* TASK INPUTS
--- START ---
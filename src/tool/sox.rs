//! Subprocess-backed audio tool

use std::io;
use std::process::Stdio;

use tokio::process::Command;

use super::{AudioTool, ToolProcess};

/// Runs the real audio tool (`sox` by default) as a child process
#[derive(Debug, Clone)]
pub struct SoxTool {
    program: String,
}

impl SoxTool {
    /// Create an adapter for the given executable
    pub fn new(program: impl Into<String>) -> Self {
        Self {
            program: program.into(),
        }
    }

    /// Get the executable name
    pub fn program(&self) -> &str {
        &self.program
    }
}

impl Default for SoxTool {
    fn default() -> Self {
        Self::new("sox")
    }
}

fn missing(channel: &str) -> io::Error {
    io::Error::new(
        io::ErrorKind::BrokenPipe,
        format!("{} was not captured", channel),
    )
}

impl AudioTool for SoxTool {
    fn spawn(&self, args: &[String]) -> io::Result<ToolProcess> {
        let mut child = Command::new(&self.program)
            .args(args)
            .stdin(Stdio::piped())
            .stdout(Stdio::piped())
            .stderr(Stdio::piped())
            .kill_on_drop(true)
            .spawn()?;

        let stdin = child.stdin.take().ok_or_else(|| missing("stdin"))?;
        let stdout = child.stdout.take().ok_or_else(|| missing("stdout"))?;
        let stderr = child.stderr.take().ok_or_else(|| missing("stderr"))?;

        let program = self.program.clone();
        let pid = child.id();
        tracing::trace!(program = %program, pid = ?pid, args = ?args, "Audio tool launched");

        // Reap the child so it never lingers as a zombie
        tokio::spawn(async move {
            match child.wait().await {
                Ok(status) if status.success() => {
                    tracing::trace!(program = %program, pid = ?pid, "Audio tool exited");
                }
                Ok(status) => {
                    tracing::warn!(program = %program, pid = ?pid, %status, "Audio tool failed");
                }
                Err(e) => {
                    tracing::warn!(program = %program, pid = ?pid, error = %e, "Audio tool wait failed");
                }
            }
        });

        Ok(ToolProcess {
            stdin: Box::new(stdin),
            stdout: Box::new(stdout),
            stderr: Box::new(stderr),
        })
    }
}

#[cfg(test)]
mod tests {
    use super::*;

    #[test]
    fn test_default_program() {
        assert_eq!(SoxTool::default().program(), "sox");
    }

    #[tokio::test]
    async fn test_spawn_missing_program_fails() {
        let tool = SoxTool::new("airwave-no-such-audio-tool");

        let result = tool.spawn(&["--version".to_string()]);
        assert!(result.is_err());
    }
}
--- END ---
* DIRECTIONS
Each record should be given again exactly as it reads.

* RESULT BELOW
filename src/tool/sox.rs
//! Subprocess-backed audio tool

use std::io;
use std::process::Stdio;

use tokio::process::Command;

use super::{AudioTool, ToolProcess};

/// Runs the real audio tool (`sox` by default) as a child process
#[derive(Debug, Clone)]
pub struct SoxTool {
    program: String,
}

impl SoxTool {
    /// Create an adapter for the given executable
    pub fn new(program: impl Into<String>) -> Self {
        Self {
            program: program.into(),
        }
    }

    /// Get the executable name
    pub fn program(&self) -> &str {
        &self.program
    }
}

impl Default for SoxTool {
    fn default() -> Self {
        Self::new("sox")
    }
}

fn missing(channel: &str) -> io::Error {
    io::Error::new(
        io::ErrorKind::BrokenPipe,
        format!("{} was not captured", channel),
    )
}

impl AudioTool for SoxTool {
    fn spawn(&self, args: &[String]) -> io::Result<ToolProcess> {
        let mut child = Command::new(&self.program)
            .args(args)
            .stdin(Stdio::piped())
            .stdout(Stdio::piped())
            .stderr(Stdio::piped())
            .kill_on_drop(true)
            .spawn()?;

        let stdin = child.stdin.take().ok_or_else(|| missing("stdin"))?;
        let stdout = child.stdout.take().ok_or_else(|| missing("stdout"))?;
        let stderr = child.stderr.take().ok_or_else(|| missing("stderr"))?;

        let program = self.program.clone();
        let pid = child.id();
        tracing::trace!(program = %program, pid = ?pid, args = ?args, "Audio tool launched");

        // Reap the child so it never lingers as a zombie
        tokio::spawn(async move {
            match child.wait().await {
                Ok(status) if status.success() => {
                    tracing::trace!(program = %program, pid = ?pid, "Audio tool exited");
                }
                Ok(status) => {
                    tracing::warn!(program = %program, pid = ?pid, %status, "Audio tool failed");
                }
                Err(e) => {
                    tracing::warn!(program = %program, pid = ?pid, error = %e, "Audio tool wait failed");
                }
            }
        });

        Ok(ToolProcess {
            stdin: Box::new(stdin),
            stdout: Box::new(stdout),
            stderr: Box::new(stderr),
        })
    }
}

#[cfg(test)]
mod tests {
    use super::*;

    #[test]
    fn test_default_program() {
        assert_eq!(SoxTool::default().program(), "sox");
    }

    #[tokio::test]
    async fn test_spawn_missing_program_fails() {
        let tool = SoxTool::new("airwave-no-such-audio-tool");

        let result = tool.spawn(&["--version".to_string()]);
        assert!(result.is_err());
    }
}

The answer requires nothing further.